Plotting a space-time graph, we can imagine the history of a complex system to be represented as a line. From an abserver looking at this history the system’s history is fixed. To the present, the past is a straight line and the future is non existant. Now, if we make a small change to the system at a point some time ago, spacetime will ‘veer off’, as a sequence of chaos amplifies to make a very immediate change. This ‘butterfly effect’ was predicted by Chaos Theory as early as 2.0.C. However, unknown at the time, a curious property of the meta dimension is that the path of quantum probability has an ‘optimum’, almost like a river settling into a valley. This leads a change in the system to eventually reverse and invert repeatedly, our ‘line’ of spacetime waving up and down until the deviances slowly converge and the system’s distant future is largely unchanged from how it was originally; hence the ‘occillation’ Dr Liang postulated in 2.9.C.
The Liang Oscillation Effect (often referred to simply as “Liang Oscillation”) is the effect observed primarily by chrononauts; that is, people that have moved through the spacetime continuum in a non-natural manner.
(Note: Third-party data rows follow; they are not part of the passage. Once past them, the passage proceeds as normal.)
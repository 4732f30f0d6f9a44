use proptest::prelude::*;
use thrust_metrics::{MetricExtractor, extract_metrics_from_dataset};
use thrust_model::{
    CellValue, ColumnType, MetricOptions, MetricWarning, RawDataset, TimeSeries, TypeInference,
};

fn approx(actual: Option<f64>, expected: f64) -> bool {
    actual.is_some_and(|value| (value - expected).abs() < 1e-9)
}

#[test]
fn rise_time_interpolates_the_end_crossing() {
    let series = TimeSeries::from(vec![(0.0, 0.0), (1.0, 10.0), (2.0, 100.0)]);
    let metrics = MetricExtractor::default().extract_all(&series);
    assert_eq!(metrics.peak_thrust, Some(100.0));
    assert_eq!(metrics.peak_thrust_time, Some(2.0));
    assert!(approx(metrics.rise_time, 0.888_888_888_9));
}

#[test]
fn burn_window_uses_threshold_scan() {
    let series = TimeSeries::from(vec![
        (0.0, 0.0),
        (1.0, 0.5),
        (2.0, 5.0),
        (3.0, 5.0),
        (4.0, 0.5),
        (5.0, 0.0),
    ]);
    let metrics = MetricExtractor::default().extract_all(&series);
    assert_eq!(metrics.burn_start_time, Some(2.0));
    assert_eq!(metrics.burn_end_time, Some(3.0));
    assert_eq!(metrics.burn_duration, Some(1.0));
}

#[test]
fn triangle_impulse() {
    let series = TimeSeries::from(vec![(0.0, 0.0), (1.0, 10.0), (2.0, 0.0)]);
    let metrics = MetricExtractor::default().extract_all(&series);
    assert_eq!(metrics.area_under_curve, Some(10.0));
}

#[test]
fn metrics_from_dataset_columns() {
    let cells = |t: f64, f: f64| vec![CellValue::Number(t), CellValue::Number(f)];
    let dataset = RawDataset {
        headers: vec!["t".to_string(), "force".to_string()],
        rows: vec![cells(0.0, 0.0), cells(0.5, 20.0), cells(1.0, 20.0), cells(1.5, 0.0)],
        inferred_types: vec![TypeInference::new(ColumnType::Number, 1.0); 2],
        warnings: Vec::new(),
    };
    let metrics =
        extract_metrics_from_dataset(&dataset, "t", "force", MetricOptions::default()).unwrap();
    assert_eq!(metrics.peak_thrust, Some(20.0));
    assert_eq!(metrics.area_under_curve, Some(20.0));
    assert_eq!(metrics.burn_duration, Some(0.5));
    assert!(metrics.warnings.is_empty());

    let missing = extract_metrics_from_dataset(&dataset, "t", "thrust", MetricOptions::default());
    assert!(missing.is_err());
}

#[test]
fn noisy_series_reports_every_condition_once() {
    let series = TimeSeries::from(vec![
        (0.0, -0.2),
        (0.01, f64::NAN),
        (0.02, 0.4),
        (0.5, 0.3),
    ]);
    let metrics = MetricExtractor::default().extract_all(&series);
    assert_eq!(
        metrics.warning_messages(),
        vec![
            "Non-uniform time sampling detected - results may be less accurate",
            "1 missing or invalid data points detected",
            "1 negative thrust values detected",
            "Peak thrust below threshold - rise time calculation skipped",
            "Could not determine burn start/end times",
        ]
    );
    assert!(metrics.has_warning(&MetricWarning::MissingValues { count: 1 }));
}

fn series_strategy() -> impl Strategy<Value = TimeSeries> {
    prop::collection::vec((0.0..100.0f64, -10.0..500.0f64), 0..60).prop_map(TimeSeries::from)
}

proptest! {
    #[test]
    fn extraction_is_idempotent(series in series_strategy()) {
        let extractor = MetricExtractor::default();
        let first = extractor.extract_all(&series);
        let second = extractor.extract_all(&series);
        prop_assert_eq!(first, second);
    }

    #[test]
    fn warnings_are_unique(series in series_strategy()) {
        let metrics = MetricExtractor::default().extract_all(&series);
        for (idx, warning) in metrics.warnings.iter().enumerate() {
            prop_assert!(!metrics.warnings[idx + 1..].contains(warning));
        }
    }

    #[test]
    fn burn_window_is_ordered(series in series_strategy()) {
        let metrics = MetricExtractor::default().extract_all(&series);
        if let (Some(start), Some(end)) = (metrics.burn_start_time, metrics.burn_end_time) {
            prop_assert!(start <= end);
            prop_assert_eq!(metrics.burn_duration, Some(end - start));
        }
    }
}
Named after Dr Liang Shi Meng (梁时萌) in 2982, it is a theory describing the behaviour of altered time. Contrary to early concepts, changing past events doesn’t produce an alternate parallel timeline. Nor does that timeline skew off at a tangent, forever getting more and more different from the original events of history. Time, if modeled as a crude line on a graph, in fact oscillates like a wave when it is changed.
This is based on the concept that the effect of an event will be proportional in significance to its cause, the majority of the time. In other words, big changes will come from big things, typically. Sometimes we observe what we call the Butterfly Effect, when something very small sets off a chain of implications that snowball up into a massive effect. But the probability of one of these occurring is inversely proportionate to the difference in significance. Ergo, a butterfly and hurricane are a factor difference of several billion and as such a given wing-beat has a one to a billion probability of being necessary for the hurricane formation. This is only measurable however with identical circumstances in the same time and space, requiring information to travel through time in order to produce precise results.